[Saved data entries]
# # #

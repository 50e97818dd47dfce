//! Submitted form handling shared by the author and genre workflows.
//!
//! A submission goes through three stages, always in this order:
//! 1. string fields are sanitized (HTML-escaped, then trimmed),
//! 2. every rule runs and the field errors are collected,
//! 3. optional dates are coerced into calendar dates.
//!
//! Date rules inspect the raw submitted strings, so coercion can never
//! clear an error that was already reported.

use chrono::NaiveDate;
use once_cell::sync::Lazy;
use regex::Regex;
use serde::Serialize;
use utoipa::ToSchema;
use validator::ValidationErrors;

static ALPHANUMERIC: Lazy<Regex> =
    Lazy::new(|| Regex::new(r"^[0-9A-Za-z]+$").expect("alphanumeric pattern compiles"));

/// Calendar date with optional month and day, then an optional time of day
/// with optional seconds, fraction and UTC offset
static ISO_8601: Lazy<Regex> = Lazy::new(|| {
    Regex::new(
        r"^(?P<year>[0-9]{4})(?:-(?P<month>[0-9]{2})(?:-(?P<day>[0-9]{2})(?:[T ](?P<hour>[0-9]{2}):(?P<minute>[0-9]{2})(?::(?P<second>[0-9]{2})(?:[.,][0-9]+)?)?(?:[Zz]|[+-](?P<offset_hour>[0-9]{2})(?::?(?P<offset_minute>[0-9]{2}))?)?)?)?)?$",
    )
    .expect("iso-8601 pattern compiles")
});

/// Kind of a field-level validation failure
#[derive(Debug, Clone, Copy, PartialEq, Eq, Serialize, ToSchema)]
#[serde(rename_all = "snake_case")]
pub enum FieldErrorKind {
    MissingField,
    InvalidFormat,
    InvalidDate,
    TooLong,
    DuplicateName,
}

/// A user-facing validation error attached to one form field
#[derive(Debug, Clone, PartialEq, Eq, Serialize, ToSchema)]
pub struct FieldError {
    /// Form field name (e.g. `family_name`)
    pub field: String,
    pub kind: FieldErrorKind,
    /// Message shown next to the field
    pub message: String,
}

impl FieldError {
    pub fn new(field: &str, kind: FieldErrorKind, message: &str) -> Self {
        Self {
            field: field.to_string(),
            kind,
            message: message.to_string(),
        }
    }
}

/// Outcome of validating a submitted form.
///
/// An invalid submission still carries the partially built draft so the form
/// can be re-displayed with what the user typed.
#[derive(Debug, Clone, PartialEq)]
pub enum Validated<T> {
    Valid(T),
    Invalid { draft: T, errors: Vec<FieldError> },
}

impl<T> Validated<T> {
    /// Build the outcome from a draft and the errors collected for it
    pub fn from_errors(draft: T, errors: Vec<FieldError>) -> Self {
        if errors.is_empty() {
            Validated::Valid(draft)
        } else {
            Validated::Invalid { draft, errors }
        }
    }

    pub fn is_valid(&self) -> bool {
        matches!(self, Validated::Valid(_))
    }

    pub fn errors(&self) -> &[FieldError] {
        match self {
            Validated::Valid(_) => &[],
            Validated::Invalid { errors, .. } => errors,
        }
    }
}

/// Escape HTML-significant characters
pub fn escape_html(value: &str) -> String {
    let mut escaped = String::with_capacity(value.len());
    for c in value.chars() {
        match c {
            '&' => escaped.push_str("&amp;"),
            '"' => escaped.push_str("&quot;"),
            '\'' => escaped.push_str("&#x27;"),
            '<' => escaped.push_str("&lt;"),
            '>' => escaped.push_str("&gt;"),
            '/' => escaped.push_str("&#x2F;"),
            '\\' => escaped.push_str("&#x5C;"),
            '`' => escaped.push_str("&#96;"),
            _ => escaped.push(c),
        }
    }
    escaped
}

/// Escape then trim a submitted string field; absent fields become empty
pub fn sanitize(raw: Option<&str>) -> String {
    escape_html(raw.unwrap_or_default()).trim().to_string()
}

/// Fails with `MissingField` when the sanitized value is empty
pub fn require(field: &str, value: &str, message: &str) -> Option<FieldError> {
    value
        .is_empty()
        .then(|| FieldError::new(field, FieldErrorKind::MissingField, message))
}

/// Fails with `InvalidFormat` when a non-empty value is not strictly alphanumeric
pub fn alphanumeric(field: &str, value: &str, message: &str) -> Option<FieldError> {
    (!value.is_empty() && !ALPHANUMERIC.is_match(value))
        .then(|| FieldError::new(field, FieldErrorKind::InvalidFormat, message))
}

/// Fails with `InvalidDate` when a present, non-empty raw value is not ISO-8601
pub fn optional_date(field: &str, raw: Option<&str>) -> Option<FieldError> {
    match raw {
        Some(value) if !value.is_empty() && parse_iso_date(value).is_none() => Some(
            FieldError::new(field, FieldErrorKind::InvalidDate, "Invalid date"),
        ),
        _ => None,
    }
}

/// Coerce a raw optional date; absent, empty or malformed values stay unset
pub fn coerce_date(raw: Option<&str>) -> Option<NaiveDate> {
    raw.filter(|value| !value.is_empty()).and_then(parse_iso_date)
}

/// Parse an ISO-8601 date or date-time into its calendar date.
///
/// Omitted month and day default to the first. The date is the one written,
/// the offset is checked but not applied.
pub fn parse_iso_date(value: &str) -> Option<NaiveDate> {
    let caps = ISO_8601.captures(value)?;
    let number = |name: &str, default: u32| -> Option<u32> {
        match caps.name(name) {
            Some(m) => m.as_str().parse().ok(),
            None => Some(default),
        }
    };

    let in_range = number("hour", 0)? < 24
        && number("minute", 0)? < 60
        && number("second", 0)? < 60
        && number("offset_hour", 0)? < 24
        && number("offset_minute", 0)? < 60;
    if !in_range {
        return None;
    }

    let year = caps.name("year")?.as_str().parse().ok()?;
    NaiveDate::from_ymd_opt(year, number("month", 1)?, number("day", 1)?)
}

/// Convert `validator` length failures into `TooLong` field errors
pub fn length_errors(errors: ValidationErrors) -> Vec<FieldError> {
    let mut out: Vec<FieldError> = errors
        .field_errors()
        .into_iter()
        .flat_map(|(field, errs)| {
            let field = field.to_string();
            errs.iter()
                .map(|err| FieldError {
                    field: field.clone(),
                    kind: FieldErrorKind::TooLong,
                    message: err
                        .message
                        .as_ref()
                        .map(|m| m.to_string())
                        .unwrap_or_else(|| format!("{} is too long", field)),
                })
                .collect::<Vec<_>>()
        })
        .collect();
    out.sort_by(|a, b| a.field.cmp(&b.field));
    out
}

# # #

Work instruction ▸ Will you return exactly the lines above from the one with "static ISO_8601: Lazy<Regex>" down to the one with "so the form", counting both as part of the range?

Answer box ▸
static ISO_8601: Lazy<Regex> = Lazy::new(|| {
    Regex::new(
        r"^(?P<year>[0-9]{4})(?:-(?P<month>[0-9]{2})(?:-(?P<day>[0-9]{2})(?:[T ](?P<hour>[0-9]{2}):(?P<minute>[0-9]{2})(?::(?P<second>[0-9]{2})(?:[.,][0-9]+)?)?(?:[Zz]|[+-](?P<offset_hour>[0-9]{2})(?::?(?P<offset_minute>[0-9]{2}))?)?)?)?)?$",
    )
    .expect("iso-8601 pattern compiles")
});

/// Kind of a field-level validation failure
#[derive(Debug, Clone, Copy, PartialEq, Eq, Serialize, ToSchema)]
#[serde(rename_all = "snake_case")]
pub enum FieldErrorKind {
    MissingField,
    InvalidFormat,
    InvalidDate,
    TooLong,
    DuplicateName,
}

/// A user-facing validation error attached to one form field
#[derive(Debug, Clone, PartialEq, Eq, Serialize, ToSchema)]
pub struct FieldError {
    /// Form field name (e.g. `family_name`)
    pub field: String,
    pub kind: FieldErrorKind,
    /// Message shown next to the field
    pub message: String,
}

impl FieldError {
    pub fn new(field: &str, kind: FieldErrorKind, message: &str) -> Self {
        Self {
            field: field.to_string(),
            kind,
            message: message.to_string(),
        }
    }
}

/// Outcome of validating a submitted form.
///
/// An invalid submission still carries the partially built draft so the form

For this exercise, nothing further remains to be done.